O Império Songhai e suas rotas comerciais.

Ao fim de longa evolução de cerca de oito séculos, os Songhai, estabelecidos nas duas margens do médio Níger, erigiram um poderoso Estado e unificaram grande parte do Sudão, permitindo assim o desabrochar de brilhante civilização, em gestação durante todo esse tempo. Para maior clareza, consideraremos dois grandes períodos desta evolução, tentando distinguir seus principais aspectos, na medida em que seja possível discerni-los nos dois Ta'rikh de Tombuctu, nas fontes árabes e européias e nas tradições songhai.

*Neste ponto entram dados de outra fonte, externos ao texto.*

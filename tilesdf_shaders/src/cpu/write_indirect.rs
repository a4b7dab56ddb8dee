// Copyright 2026 the Tilesdf Authors
// SPDX-License-Identifier: Apache-2.0 OR MIT

use tilesdf_encoding::{BinCounters, DrawIndirect, VERTICES_PER_TILE};

use super::CpuBinding;

fn write_indirect_main(counters: &BinCounters, indirect: &mut DrawIndirect) {
    *indirect = DrawIndirect {
        vertex_count: VERTICES_PER_TILE,
        instance_count: counters.occupied_tiles,
        first_vertex: 0,
        first_instance: 0,
    };
}

pub fn write_indirect(_n_wg: u32, resources: &[CpuBinding<'_>]) {
    let counters = resources[0].as_typed();
    let mut indirect = resources[1].as_typed_mut();
    write_indirect_main(&counters, &mut indirect);
}
// Copyright 2026 the Tilesdf Authors
// SPDX-License-Identifier: Apache-2.0 OR MIT

//! Types that are shared between the main crate and build.

/// The type of resource that will be bound to a slot in a shader.
#[derive(Copy, Clone, PartialEq, Eq, Debug)]
pub enum BindType {
    /// A storage buffer with read/write access.
    Buffer,
    /// A storage buffer with read only access.
    BufReadOnly,
    /// A small buffer to be used as uniforms.
    Uniform,
}

impl BindType {
    pub fn is_mutable(self) -> bool {
        matches!(self, Self::Buffer)
    }
}

/// Pipeline stage a shader module is written for.
#[derive(Copy, Clone, PartialEq, Eq, Debug)]
pub enum ShaderStage {
    /// A compute shader with a `main` entry point.
    Compute { workgroup_size: [u32; 3] },
    /// A render shader with `vs_main` and `fs_main` entry points.
    Render,
}

#[derive(Clone, Debug)]
pub struct BindingInfo {
    pub name: Option<String>,
    pub location: (u32, u32),
    pub ty: BindType,
}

O reino de Gao do século XII ao advento de Sunni 'Ali Der em 1464

Conhece-se mal a história dos Songhai anterior ao reinado de Sunní 'Ali Ber (1464-1492). As raras fontes árabes sobre o período mais suscitam problemas do que informam. As tradições orais dão apenas um quadro imperfeito da realidade desses tempos antigos. O estudo desse período será, portanto, crítico; levantará mais questões do que as resolverá, e as soluções propostas servirão apenas como hipóteses de pesquisa.

O reino de Gao no século XII


Cidade de Gao, Mali.

Por sua posição geográfica às margens do Níger, na zona fronteiriça entre o Sudão e o Sahel, Gao tornou-se, no século XII, a capital do jovem Estado songhai, acabando por eclipsar a antiga cidade de Kükya (ou Kugha, conforme os autores árabes). O comércio do sal de Tawtek (local não identificado), a passagem por Tadmekka de mercadorias provenientes da Líbia, do Egito, da Ifrikya, as caravanas do Tuat e de lugares mais distantes do Magreb ocidental transformaram Gao num grande mercado cosmopolita.
As fontes árabes, no entanto, não são muito precisas quanto ao nome da cidade. Segundo al-Bakri, que transcreve "Kaw-Kaw", a cidade situava-se no Níger. AI-Idrisi distingue a cidade de Kügha, "bem populosa", cercada de muros na margem norte, a vinte dias de marcha de Kaw-Kaw (Gao-Gao) ao norte. O que se deve sublinhar é a existência das duas cidades, Gao e Kükya, no século XII.
O reino que se estendia sobre as duas margens do Níger, de Dendi a Gao, era dirigido pelos Dia ou Za, provavelmente uma fração dos Songhai miscigenada com berberes. De qualquer modo, no século XI o Dia tinha o título songhai de Kanta ou Kanda. Evento de importância capital foi a conversão do Dia kossoy ao Islã em 1019; o exemplo não parece ter sido seguido pelos Songhai, que por muito tempo ainda permaneceram fiéis às suas crenças e práticas religiosas tradicionais.
Estelas funerárias encontradas em Gao-Sané mencionam nomes muçulmanos diferentes daqueles dos Ta'rikh. Por várias razões, elas parecem ter sido importadas.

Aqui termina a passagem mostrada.